### Task statement
Find the line in the entries below that contains "assert_eq!(config.calibration.effective_threshold(), 0.001);". Repeat it exactly, and every line after it through the line that contains "assert_eq!(config.overlay.format, OverlayFormat::Jpeg);".

Stored data:
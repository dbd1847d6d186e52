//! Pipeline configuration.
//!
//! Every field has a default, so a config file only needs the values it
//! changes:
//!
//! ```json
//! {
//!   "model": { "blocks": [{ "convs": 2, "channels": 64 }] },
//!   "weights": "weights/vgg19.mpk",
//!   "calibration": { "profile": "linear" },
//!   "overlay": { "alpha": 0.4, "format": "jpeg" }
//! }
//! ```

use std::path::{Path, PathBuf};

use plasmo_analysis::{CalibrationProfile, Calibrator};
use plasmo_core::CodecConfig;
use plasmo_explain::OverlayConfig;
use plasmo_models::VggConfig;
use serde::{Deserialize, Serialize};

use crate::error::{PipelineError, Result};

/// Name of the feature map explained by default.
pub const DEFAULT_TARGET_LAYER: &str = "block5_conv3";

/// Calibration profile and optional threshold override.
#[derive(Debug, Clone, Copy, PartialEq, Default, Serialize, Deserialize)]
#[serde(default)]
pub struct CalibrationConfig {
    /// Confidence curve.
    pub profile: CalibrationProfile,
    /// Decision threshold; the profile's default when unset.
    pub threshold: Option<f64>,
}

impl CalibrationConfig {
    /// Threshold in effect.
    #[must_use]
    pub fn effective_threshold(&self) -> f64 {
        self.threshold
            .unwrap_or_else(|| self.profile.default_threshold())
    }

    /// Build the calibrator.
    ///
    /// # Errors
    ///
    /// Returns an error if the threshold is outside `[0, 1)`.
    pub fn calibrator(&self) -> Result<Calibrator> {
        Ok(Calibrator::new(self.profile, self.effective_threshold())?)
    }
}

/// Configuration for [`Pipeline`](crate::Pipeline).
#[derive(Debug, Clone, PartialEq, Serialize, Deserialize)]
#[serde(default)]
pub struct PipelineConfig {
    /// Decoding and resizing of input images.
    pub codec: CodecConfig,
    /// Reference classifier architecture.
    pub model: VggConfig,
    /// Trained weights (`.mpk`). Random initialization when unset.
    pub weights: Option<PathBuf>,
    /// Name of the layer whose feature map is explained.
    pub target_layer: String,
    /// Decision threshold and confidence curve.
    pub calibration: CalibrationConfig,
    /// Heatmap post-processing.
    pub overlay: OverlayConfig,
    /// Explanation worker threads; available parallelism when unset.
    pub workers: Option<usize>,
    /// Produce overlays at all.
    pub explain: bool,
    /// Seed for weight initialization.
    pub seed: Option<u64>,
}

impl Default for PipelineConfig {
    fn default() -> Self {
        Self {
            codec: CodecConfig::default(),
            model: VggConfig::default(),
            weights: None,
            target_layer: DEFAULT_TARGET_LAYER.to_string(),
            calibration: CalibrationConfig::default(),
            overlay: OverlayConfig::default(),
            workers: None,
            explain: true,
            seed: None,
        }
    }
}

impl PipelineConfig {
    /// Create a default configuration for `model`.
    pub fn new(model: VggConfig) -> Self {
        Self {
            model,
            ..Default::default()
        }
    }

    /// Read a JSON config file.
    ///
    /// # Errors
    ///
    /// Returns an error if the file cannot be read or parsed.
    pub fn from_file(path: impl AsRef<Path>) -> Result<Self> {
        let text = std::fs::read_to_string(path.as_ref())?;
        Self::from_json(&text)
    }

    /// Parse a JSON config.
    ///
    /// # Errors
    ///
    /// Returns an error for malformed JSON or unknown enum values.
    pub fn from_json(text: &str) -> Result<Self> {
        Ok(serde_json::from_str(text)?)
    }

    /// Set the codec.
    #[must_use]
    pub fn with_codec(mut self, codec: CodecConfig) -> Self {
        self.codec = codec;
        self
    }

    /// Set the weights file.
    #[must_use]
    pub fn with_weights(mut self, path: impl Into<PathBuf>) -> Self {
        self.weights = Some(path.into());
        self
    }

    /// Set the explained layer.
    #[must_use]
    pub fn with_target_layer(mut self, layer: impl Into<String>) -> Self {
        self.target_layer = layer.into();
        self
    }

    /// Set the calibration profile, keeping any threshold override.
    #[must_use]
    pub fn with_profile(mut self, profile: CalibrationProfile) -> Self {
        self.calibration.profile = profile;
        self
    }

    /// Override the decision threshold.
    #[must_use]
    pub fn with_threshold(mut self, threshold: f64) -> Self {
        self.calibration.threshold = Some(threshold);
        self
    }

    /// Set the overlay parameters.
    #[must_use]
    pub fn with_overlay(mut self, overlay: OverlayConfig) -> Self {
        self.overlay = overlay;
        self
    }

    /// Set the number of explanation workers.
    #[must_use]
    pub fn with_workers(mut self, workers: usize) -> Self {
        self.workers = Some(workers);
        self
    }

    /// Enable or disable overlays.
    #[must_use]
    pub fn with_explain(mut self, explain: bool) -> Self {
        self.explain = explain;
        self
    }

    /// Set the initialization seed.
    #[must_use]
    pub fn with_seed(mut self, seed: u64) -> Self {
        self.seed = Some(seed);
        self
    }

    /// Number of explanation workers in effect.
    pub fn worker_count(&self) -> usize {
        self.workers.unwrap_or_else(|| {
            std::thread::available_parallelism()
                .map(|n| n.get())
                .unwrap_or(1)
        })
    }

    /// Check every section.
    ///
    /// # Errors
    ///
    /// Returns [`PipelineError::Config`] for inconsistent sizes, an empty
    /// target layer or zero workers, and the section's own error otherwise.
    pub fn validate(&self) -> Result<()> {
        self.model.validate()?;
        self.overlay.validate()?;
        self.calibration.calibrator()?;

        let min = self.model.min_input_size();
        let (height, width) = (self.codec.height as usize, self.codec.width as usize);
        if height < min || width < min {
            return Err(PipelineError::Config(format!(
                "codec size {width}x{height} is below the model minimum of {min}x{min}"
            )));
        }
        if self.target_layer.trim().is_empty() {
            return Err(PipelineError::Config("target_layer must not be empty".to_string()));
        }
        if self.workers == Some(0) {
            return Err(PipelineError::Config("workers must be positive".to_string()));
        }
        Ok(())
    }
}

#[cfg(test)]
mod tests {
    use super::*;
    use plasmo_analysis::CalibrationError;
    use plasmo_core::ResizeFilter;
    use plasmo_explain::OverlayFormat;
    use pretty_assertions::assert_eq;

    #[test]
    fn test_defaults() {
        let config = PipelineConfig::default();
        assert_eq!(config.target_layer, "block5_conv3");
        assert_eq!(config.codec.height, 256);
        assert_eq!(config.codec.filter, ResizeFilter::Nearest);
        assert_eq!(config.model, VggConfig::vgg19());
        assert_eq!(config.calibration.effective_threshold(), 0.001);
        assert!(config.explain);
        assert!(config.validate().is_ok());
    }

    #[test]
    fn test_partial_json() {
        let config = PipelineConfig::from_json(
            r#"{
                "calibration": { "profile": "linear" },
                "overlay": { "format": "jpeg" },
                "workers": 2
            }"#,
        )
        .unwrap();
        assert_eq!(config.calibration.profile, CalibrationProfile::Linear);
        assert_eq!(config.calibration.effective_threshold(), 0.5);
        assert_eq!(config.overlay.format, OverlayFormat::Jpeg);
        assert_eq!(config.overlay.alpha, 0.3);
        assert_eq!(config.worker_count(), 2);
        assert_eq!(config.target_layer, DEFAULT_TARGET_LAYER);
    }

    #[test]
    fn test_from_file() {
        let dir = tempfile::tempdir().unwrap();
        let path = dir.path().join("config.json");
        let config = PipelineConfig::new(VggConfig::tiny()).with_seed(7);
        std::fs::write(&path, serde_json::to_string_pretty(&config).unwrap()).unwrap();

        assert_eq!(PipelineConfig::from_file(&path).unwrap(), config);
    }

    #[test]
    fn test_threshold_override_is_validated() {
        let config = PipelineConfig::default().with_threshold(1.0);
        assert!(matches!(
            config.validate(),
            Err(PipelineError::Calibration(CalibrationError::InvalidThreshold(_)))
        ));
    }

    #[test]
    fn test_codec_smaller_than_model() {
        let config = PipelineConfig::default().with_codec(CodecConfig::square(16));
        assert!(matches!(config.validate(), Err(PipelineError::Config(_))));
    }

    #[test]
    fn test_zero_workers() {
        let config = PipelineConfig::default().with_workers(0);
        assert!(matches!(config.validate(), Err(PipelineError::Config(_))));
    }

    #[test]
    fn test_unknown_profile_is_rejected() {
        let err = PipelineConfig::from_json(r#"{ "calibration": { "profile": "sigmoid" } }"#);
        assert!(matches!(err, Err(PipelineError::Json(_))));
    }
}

### Problem solution
        assert_eq!(config.calibration.effective_threshold(), 0.001);
        assert!(config.explain);
        assert!(config.validate().is_ok());
    }

    #[test]
    fn test_partial_json() {
        let config = PipelineConfig::from_json(
            r#"{
                "calibration": { "profile": "linear" },
                "overlay": { "format": "jpeg" },
                "workers": 2
            }"#,
        )
        .unwrap();
        assert_eq!(config.calibration.profile, CalibrationProfile::Linear);
        assert_eq!(config.calibration.effective_threshold(), 0.5);
        assert_eq!(config.overlay.format, OverlayFormat::Jpeg);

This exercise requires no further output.